1088 sayfa. 16,5×23,5 cm.

Bilkent Üniversitesi Öğretim Üyesi Prof. Dr. Hakan Kırımlı’nın çeyrek asır süren titiz araştırmaları neticesinde hazırladığı “Geraylar ve Osmanlılar – Kırım Hanlık Hânedânının Osmanlı Devleti’ndeki Hikâyesi” adlı eseri nihayet Ötüken Neşriyat tarafından 2022’nin Nisan ayında yayınlandı.

Kırımlı’nın metni hazırlamadaki özeni eserin vücuda gelmesindeki ince işçilikte de kendini gösteriyor. Kitabın “Han Saray, Kırım ve Karadeniz” isimli zarif kapak resmi ise Ali Yaycıoğlu tarafından özel olarak hazırlanmış.

*

“Üç buçuk yüzyıl Kırım Hanlığı’nın başında bulunan Geray hânedânı Cengiz Han’a istinat edilen kökeni ile İslâm âleminin meşruiyeti en tartışılmaz hükümdarlık soylarından birisidir. Geraylar kökenleri itibarıyla kendilerini daima Altın Orda İmparatorluğu’nun vârisleri olarak tanımlamakta ve bu durum diplomatik açıdan da kabul görmekteydi. Geray hânedânı bütünüyle kendine has ve köklü geleneklere, kimliğe ve hiyerarşiye sahipti.
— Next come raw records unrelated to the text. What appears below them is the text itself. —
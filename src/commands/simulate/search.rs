//! Run searches through a worker node driven by a scripted coordinator.

use crate::commands::command::Command;
use crate::commands::common::NodeOptions;
use crate::commands::simulate::common::{KindArg, PipelineArgs, ShardArgs};
use ahash::AHashSet;
use anyhow::{Context, Result, bail};
use clap::Parser;
use hmmnode_lib::logging::{OperationTimer, format_count, format_percent};
use hmmnode_lib::simulate::{ScriptedCoordinator, SearchScript, create_rng, random_protein};
use hmmnode_lib::worker_node::{RecordRange, SearchResults, ShardInfo, ShardProvider, WorkerNode};
use log::info;
use std::fs::File;
use std::io::{BufWriter, Write};
use std::path::PathBuf;
use std::sync::Arc;

/// Search a synthetic shard the way a coordinator would drive a worker node.
#[derive(Parser, Debug)]
#[command(
    name = "search",
    about = "Run searches against a synthetic shard",
    long_about = r#"
Generate a synthetic protein shard and run one or more searches through a
worker node.

Each search hands the node its first macro-chunk with StartSearch and further
macro-chunks only when the node asks for more work, then collects the merged
hit list. With --motif, the query defaults to the motif and recall against
the planted records is reported.
"#
)]
pub struct Search {
    #[command(flatten)]
    pub shard: ShardArgs,

    #[command(flatten)]
    pub pipeline: PipelineArgs,

    #[command(flatten)]
    pub node: NodeOptions,

    /// Search direction
    #[arg(long = "kind", value_enum, default_value_t = KindArg::default())]
    pub kind: KindArg,

    /// Query residues. Defaults to the motif, or a random protein.
    #[arg(short = 'q', long = "query")]
    pub query: Option<String>,

    /// Length of the random query when neither --query nor --motif is given
    #[arg(long = "query-length", default_value = "40")]
    pub query_length: usize,

    /// Number of searches to run; databases are searched in turn
    #[arg(long = "searches", default_value = "1")]
    pub searches: usize,

    /// Records per macro-chunk sent by the coordinator
    #[arg(long = "macro-chunk", default_value = "5000")]
    pub macro_chunk: u64,

    /// Optional TSV of every hit
    #[arg(short = 'o', long = "output")]
    pub output: Option<PathBuf>,
}

impl Command for Search {
    fn execute(&self, _command_line: &str) -> Result<()> {
        if self.shard.databases == 0 {
            bail!("--databases must be at least 1");
        }
        if self.shard.records == 0 {
            bail!("--records must be at least 1");
        }

        info!("Simulating worker node searches");
        info!("  Databases: {}", self.shard.databases);
        info!("  Records per database: {}", format_count(self.shard.records as u64));
        info!("  Threads: {}", self.node.num_threads());
        info!("  Chunk size: {}", self.node.chunk_size);
        info!("  Macro-chunk: {}", self.macro_chunk);
        info!("  Searches: {}", self.searches);

        let timer = OperationTimer::new("Generating shard");
        let shard = Arc::new(self.shard.build_shard());
        timer.log_completion(shard.total_residues());

        let query = self.query_bytes();
        info!("  Query: {}", String::from_utf8_lossy(&query));

        let mut node = WorkerNode::setup(
            shard.num_databases(),
            Arc::clone(&shard),
            ShardInfo::default(),
            self.node.to_config(),
            self.pipeline.to_pipeline(),
        )?;
        node.create_threads()?;
        let mut coordinator = ScriptedCoordinator::spawn(node)?;

        let mut writer = match &self.output {
            Some(path) => {
                let file = File::create(path)
                    .with_context(|| format!("Failed to create {}", path.display()))?;
                let mut writer = BufWriter::new(file);
                writeln!(writer, "search\tdatabase\trank\trecord_id\tscore\tdetail")?;
                Some(writer)
            }
            None => None,
        };

        let timer = OperationTimer::new("Searching");
        let query: Arc<[u8]> = Arc::from(query);
        let mut total_records = 0;
        for search in 0..self.searches {
            let database = (search % self.shard.databases) as u32;
            let last = shard.num_records(database).unwrap_or(0).saturating_sub(1);
            let script = SearchScript {
                database,
                kind: self.kind.into(),
                query: Arc::clone(&query),
                range: RecordRange::new(0, last),
                macro_chunk: self.macro_chunk,
            };
            let results = coordinator.run_search(&script)?;
            total_records += results.records_processed;
            self.report_recall(&results, shard.planted_ids(database));
            if let Some(writer) = writer.as_mut() {
                write_hits(writer, search, &results)?;
            }
        }
        timer.log_completion(total_records);
        info!("Work requests answered: {}", coordinator.work_requests());

        if let Some(mut writer) = writer {
            writer.flush()?;
        }
        coordinator.shutdown()?;
        Ok(())
    }
}

impl Search {
    fn query_bytes(&self) -> Vec<u8> {
        if let Some(query) = &self.query {
            return query.as_bytes().to_vec();
        }
        if let Some(motif) = &self.shard.motif {
            return motif.as_bytes().to_vec();
        }
        let mut rng = create_rng(self.shard.seed.map(|s| s.wrapping_add(1)));
        random_protein(&mut rng, self.query_length)
    }

    fn report_recall(&self, results: &SearchResults, planted: &[u64]) {
        if planted.is_empty() {
            return;
        }
        let found: AHashSet<u64> = results.hits.iter().map(|hit| hit.record_id).collect();
        let recovered = planted.iter().filter(|id| found.contains(id)).count();
        info!(
            "  Planted records recovered: {}/{} ({})",
            format_count(recovered as u64),
            format_count(planted.len() as u64),
            format_percent(recovered as f64 / planted.len() as f64, 1)
        );
    }
}

fn write_hits<W: Write>(writer: &mut W, search: usize, results: &SearchResults) -> Result<()> {
    for (rank, hit) in results.hits.iter().enumerate() {
        writeln!(
            writer,
            "{}\t{}\t{}\t{}\t{:.1}\t{}",
            search,
            results.database,
            rank + 1,
            hit.record_id,
            hit.score,
            String::from_utf8_lossy(&hit.payload)
        )?;
    }
    Ok(())
}
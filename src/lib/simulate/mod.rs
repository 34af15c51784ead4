//! Simulation utilities for exercising a worker node without real databases.
//!
//! # Modules
//!
//! - [`rng`] - Seeded random number generator utilities
//! - [`shard`] - Synthetic protein shards with planted motifs
//! - [`kmer_pipeline`] - A toy k-mer front end and ungapped back end
//! - [`coordinator`] - A scripted coordinator driving a node over channels

pub mod coordinator;
pub mod kmer_pipeline;
pub mod rng;
pub mod shard;

pub use coordinator::{ScriptedCoordinator, SearchScript};
pub use kmer_pipeline::{KmerPipeline, KmerStage, best_diagonal};
pub use rng::{AMINO_ACIDS, create_rng, random_protein};
pub use shard::{SyntheticShard, SyntheticShardBuilder};
//! Tunable policy for a worker node.
//!
//! The thresholds here decide how finely work is split, when threads move
//! between the front-end and back-end stages, and when the node asks the
//! coordinator for more work.

use std::time::Duration;

use crate::errors::{NodeError, Result};

/// Default number of records in each chunk of the global work queue.
pub const DEFAULT_CHUNK_SIZE: u64 = 1_000;

/// Default back-end queue depth, per back-end thread, above which a front-end
/// thread is promoted.
pub const DEFAULT_BACKEND_HIGH_WATER: usize = 64;

/// Default number of chunks below which the node requests more work.
pub const DEFAULT_WORK_REQUEST_THRESHOLD: usize = 2;

/// Default number of empty hits a thread takes from the shared pool at once.
pub const DEFAULT_HIT_BATCH_SIZE: usize = 64;

/// Configuration for a [`WorkerNode`](super::WorkerNode).
#[derive(Debug, Clone)]
pub struct NodeConfig {
    /// Number of long-lived worker threads.
    pub num_threads: usize,
    /// Records per chunk when a range is split into the global queue.
    pub chunk_size: u64,
    /// Promote a thread when `depth > backend_high_water * (backend_threads + 1)`.
    pub backend_high_water: usize,
    /// A back-end thread demotes itself when `depth <= backend_low_water`.
    pub backend_low_water: usize,
    /// Back-end thread count never drops below this through demotion.
    pub min_backend_threads: usize,
    /// Back-end thread count never rises above this through promotion.
    pub max_backend_threads: usize,
    /// Request work from the coordinator when fewer chunks than this are queued.
    pub work_request_threshold: usize,
    /// Empty hits moved from the shared pool to a thread in one lock acquisition.
    pub hit_batch_size: usize,
    /// Count how many times each record is processed (diagnostic only).
    pub track_coverage: bool,
    /// Log scanned-record progress every this many records (0 = disabled).
    pub progress_interval: u64,
    /// How often the coordinator driver checks whether all threads are parked.
    pub idle_poll_interval: Duration,
}

impl Default for NodeConfig {
    fn default() -> Self {
        let num_threads = std::thread::available_parallelism().map_or(1, |n| n.get());
        Self::new(num_threads)
    }
}

impl NodeConfig {
    /// Create a configuration with default policy for `num_threads` threads.
    #[must_use]
    pub fn new(num_threads: usize) -> Self {
        Self {
            num_threads,
            chunk_size: DEFAULT_CHUNK_SIZE,
            backend_high_water: DEFAULT_BACKEND_HIGH_WATER,
            backend_low_water: 0,
            min_backend_threads: 0,
            max_backend_threads: num_threads.saturating_sub(1),
            work_request_threshold: DEFAULT_WORK_REQUEST_THRESHOLD,
            hit_batch_size: DEFAULT_HIT_BATCH_SIZE,
            track_coverage: false,
            progress_interval: 0,
            idle_poll_interval: Duration::from_millis(5),
        }
    }

    /// Set the chunk size.
    #[must_use]
    pub fn with_chunk_size(mut self, chunk_size: u64) -> Self {
        self.chunk_size = chunk_size;
        self
    }

    /// Set the back-end water marks.
    #[must_use]
    pub fn with_backend_water_marks(mut self, high: usize, low: usize) -> Self {
        self.backend_high_water = high;
        self.backend_low_water = low;
        self
    }

    /// Set the bounds on the number of back-end threads.
    #[must_use]
    pub fn with_backend_thread_bounds(mut self, min: usize, max: usize) -> Self {
        self.min_backend_threads = min;
        self.max_backend_threads = max;
        self
    }

    /// Set the work request threshold (in chunks).
    #[must_use]
    pub fn with_work_request_threshold(mut self, chunks: usize) -> Self {
        self.work_request_threshold = chunks;
        self
    }

    /// Enable or disable the per-record coverage counter.
    #[must_use]
    pub fn with_coverage_tracking(mut self, enabled: bool) -> Self {
        self.track_coverage = enabled;
        self
    }

    /// Set the progress logging interval.
    #[must_use]
    pub fn with_progress_interval(mut self, interval: u64) -> Self {
        self.progress_interval = interval;
        self
    }

    /// Set the driver's idle poll interval.
    #[must_use]
    pub fn with_idle_poll_interval(mut self, interval: Duration) -> Self {
        self.idle_poll_interval = interval;
        self
    }

    /// Check that the configuration can run.
    ///
    /// # Errors
    ///
    /// Returns [`NodeError::InvalidParameter`] naming the first offending field.
    pub fn validate(&self) -> Result<()> {
        if self.num_threads == 0 {
            return Err(invalid("num-threads", "must be >= 1"));
        }
        if self.chunk_size == 0 {
            return Err(invalid("chunk-size", "must be >= 1"));
        }
        if self.backend_high_water == 0 {
            return Err(invalid("backend-high-water", "must be >= 1"));
        }
        if self.backend_low_water >= self.backend_high_water {
            return Err(invalid(
                "backend-low-water",
                &format!("must be below the high-water mark ({})", self.backend_high_water),
            ));
        }
        if self.max_backend_threads >= self.num_threads {
            return Err(invalid(
                "max-backend-threads",
                &format!(
                    "must leave at least one front-end thread (got {} of {} threads)",
                    self.max_backend_threads, self.num_threads
                ),
            ));
        }
        if self.min_backend_threads > self.max_backend_threads {
            return Err(invalid(
                "min-backend-threads",
                &format!("must not exceed max-backend-threads ({})", self.max_backend_threads),
            ));
        }
        if self.hit_batch_size == 0 {
            return Err(invalid("hit-batch-size", "must be >= 1"));
        }
        Ok(())
    }
}

fn invalid(parameter: &str, reason: &str) -> NodeError {
    NodeError::InvalidParameter { parameter: parameter.to_string(), reason: reason.to_string() }
}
1475’ten itibaren Kırım Hanlığı ile Osmanlı Devleti arasında himaye yahut tâbilik bağı kuruldu. Bu tarihten itibaren, gerek Kırım Hanlığı gerekse Geray hânedânı Osmanlı Devleti nezdinde çok önemli bir konuma sahip oldu. Geray ve Osmanlı hânedânları arasında da özel bir ilişki ve karşılıklı etkileşim ortaya çıktı. Hatta kriz anlarında Gerayların Osmanlıların yegâne taht alternatifi olduğu iddiaları sık sık dile getirildi.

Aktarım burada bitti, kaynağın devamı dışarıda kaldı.